Yıllar sonra hafızama meydan okuyacak ve kuvvetle muhtemel galip çıkacak o yarış Tour de France’ın 111. edisyonunun dokuzuncu etabı oldu. Pelotonun Troyes topraklarında dolandığı yarışta iyi bir tek günlük klasikten beklediğimiz her şey vardı. Çakıl, kum, taş, toz, ardı arkası kesilmeyen sektörler, soluklanmak için bile bulunamayan vakit, agresifler ve korunanlar, vahşiler ve merhametliler, kanı deli akanlar ve ağırbaşlılar… En sonunda da bir Fransız galibiyeti ve trash talk’lar. Daha ne isteyebiliriz ki?
Günün önemini ve pelotonda yarattığı gerginlik seviyesini açıklayabilmem için ilk olarak biraz geriye gitmem ve arkama yaslanmam lazım.

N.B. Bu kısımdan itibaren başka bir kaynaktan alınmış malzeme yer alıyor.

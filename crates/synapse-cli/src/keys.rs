// SPDX-License-Identifier: MIT OR Apache-2.0
//! Ed25519 agent identity keys: generation, file storage, and auth signing.

use anyhow::{Context, Result};
use base64::Engine;
use ed25519_dalek::{Signer, SigningKey};
use std::path::Path;
use synapse_core::AgentId;
use synapse_protocol::auth_canonical_string;

/// An agent's Ed25519 identity keypair.
pub struct AgentKeypair {
    signing_key: SigningKey,
}

impl AgentKeypair {
    /// Generate a fresh keypair from the OS RNG.
    #[must_use]
    pub fn generate() -> Self {
        let mut rng = rand::rngs::OsRng;
        Self {
            signing_key: SigningKey::generate(&mut rng),
        }
    }

    /// Load a keypair previously written by [`Self::save`].
    ///
    /// The file holds the base64-encoded 32-byte signing key on its own line.
    pub fn load(path: &Path) -> Result<Self> {
        let content = std::fs::read_to_string(path)
            .with_context(|| format!("read key file '{}'", path.display()))?;
        let encoded = content.trim();
        let bytes = base64::engine::general_purpose::STANDARD
            .decode(encoded)
            .with_context(|| format!("decode key file '{}'", path.display()))?;
        let array: [u8; 32] = bytes
            .as_slice()
            .try_into()
            .map_err(|_| anyhow::anyhow!("key file '{}' is not 32 bytes", path.display()))?;
        Ok(Self {
            signing_key: SigningKey::from_bytes(&array),
        })
    }

    /// Write this keypair's signing key to `path`, base64-encoded.
    ///
    /// On unix, the file is created with `0600` permissions since it holds
    /// the private key.
    pub fn save(&self, path: &Path) -> Result<()> {
        let encoded =
            base64::engine::general_purpose::STANDARD.encode(self.signing_key.to_bytes());
        std::fs::write(path, encoded)
            .with_context(|| format!("write key file '{}'", path.display()))?;

        #[cfg(unix)]
        {
            use std::os::unix::fs::PermissionsExt;
            let perms = std::fs::Permissions::from_mode(0o600);
            std::fs::set_permissions(path, perms)
                .with_context(|| format!("set permissions on '{}'", path.display()))?;
        }
        Ok(())
    }

    /// The base64-encoded public key, as sent in the `auth` message.
    #[must_use]
    pub fn public_key_b64(&self) -> String {
        base64::engine::general_purpose::STANDARD.encode(self.signing_key.verifying_key().to_bytes())
    }

    /// The stable agent id this key will be bound to on first successful auth.
    #[must_use]
    pub fn agent_id(&self) -> AgentId {
        AgentId::derive(&self.public_key_b64())
    }

    /// Sign the canonical auth string for the given challenge, returning the
    /// base64-encoded detached signature to put in the `auth` reply's
    /// `signature` field.
    #[must_use]
    pub fn sign_auth(&self, proto_version: u32, nonce: &str, agent_name: &str) -> String {
        let canonical = auth_canonical_string(proto_version, nonce, agent_name, &self.public_key_b64());
        let signature = self.signing_key.sign(canonical.as_bytes());
        base64::engine::general_purpose::STANDARD.encode(signature.to_bytes())
    }
}
// SPDX-License-Identifier: MIT OR Apache-2.0
#![deny(unsafe_code)]
use std::sync::Arc;
use std::time::Duration;

use anyhow::{Context, Result};
use clap::Parser;
use synapse_core::SynapseConfig;
use synapse_daemon::{build_client_app, build_spectator_app, run_metrics_reporter, DaemonState};
use synapse_exchange::Exchange;
use synapse_persistence::InMemoryStore;
use tracing::{info, warn};
use tracing_subscriber::EnvFilter;

#[derive(Parser, Debug)]
#[command(name = "synapse-daemon", version, about = "Synapse agent-to-agent exchange")]
struct Args {
    /// Enable verbose request/response debug logging.
    #[arg(long)]
    debug: bool,
}

#[tokio::main]
async fn main() -> Result<()> {
    let args = Args::parse();

    let filter = if args.debug {
        EnvFilter::new("synapse=debug,synapse_daemon=debug,synapse_exchange=debug")
    } else {
        EnvFilter::new("synapse=info")
    };
    tracing_subscriber::fmt().with_env_filter(filter).init();

    let config = SynapseConfig::from_env().context("load SynapseConfig from environment")?;

    if config.database_url.is_some() {
        warn!("DATABASE_URL is set but no durable backing store is wired in this build; using the in-memory reference store");
    }
    let persistence = Arc::new(InMemoryStore::new());

    let exchange = Exchange::with_collaborators(
        config.clone(),
        Some(persistence),
        Arc::new(synapse_exchange::KeywordEvaluator),
    );
    let state = DaemonState::new(exchange);

    tokio::spawn(run_metrics_reporter(Arc::clone(&state.metrics), Duration::from_secs(60)));

    let client_app = build_client_app(state.clone());
    let spectator_app = build_spectator_app(state);

    let client_addr = format!("0.0.0.0:{}", config.port);
    let spectator_addr = format!("0.0.0.0:{}", config.spectator_port);

    let client_listener = tokio::net::TcpListener::bind(&client_addr)
        .await
        .with_context(|| format!("bind client port {client_addr}"))?;
    let spectator_listener = tokio::net::TcpListener::bind(&spectator_addr)
        .await
        .with_context(|| format!("bind spectator port {spectator_addr}"))?;

    info!(
        client = %client_addr,
        spectator = %spectator_addr,
        "synapse-daemon listening"
    );

    let client_serve = axum::serve(client_listener, client_app).with_graceful_shutdown(shutdown_signal());
    let spectator_serve = axum::serve(spectator_listener, spectator_app).with_graceful_shutdown(shutdown_signal());

    tokio::try_join!(
        async { client_serve.await.context("client listener") },
        async { spectator_serve.await.context("spectator listener") },
    )?;

    Ok(())
}

async fn shutdown_signal() {
    let ctrl_c = async {
        tokio::signal::ctrl_c().await.expect("install Ctrl+C handler");
    };

    #[cfg(unix)]
    let terminate = async {
        tokio::signal::unix::signal(tokio::signal::unix::SignalKind::terminate())
            .expect("install SIGTERM handler")
            .recv()
            .await;
    };
    #[cfg(not(unix))]
    let terminate = std::future::pending::<()>();

    tokio::select! {
        _ = ctrl_c => {}
        _ = terminate => {}
    }
    info!("shutdown signal received");
}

Artık bisiklet sporu çok farklı. Hayır, ben on yıllardır takip eden bir iki teker tutkunu değilim. Muhtemelen ilgim yeni yeni ilk onuna yaklaşıyordur. Ama farklılıkları anlayabiliyorum. Mesela artık para öncelik. Eskiden de öyleydi diyeceksiniz tabii ama önce beni bir dinleyin. Artık takımların taktikleri ilk olarak “kasalarından” geçiyor. Burada yarış kazanmak, tek bir bisikletçinin sonunu bilmemize rağmen kaçışta fiziksel acı ve zihinsel bir meydan okumayla dolu saatler geçirmeyi bile isteye tercih edip gelecekte anlatabilecek bir anı edinmesinden daha değerli. Sanırım bu yüzden Tur’un 111. edisyonunda çoğunlukla kaçış grubundan yoksun bir ilk hafta izledik. Artık en “küçük” takım bile günün sonunda çizgiyi ilk sırada geçmenin derdinde. Anılarını meydan okumalarla değil zaferlerle doldurmak istiyorlar.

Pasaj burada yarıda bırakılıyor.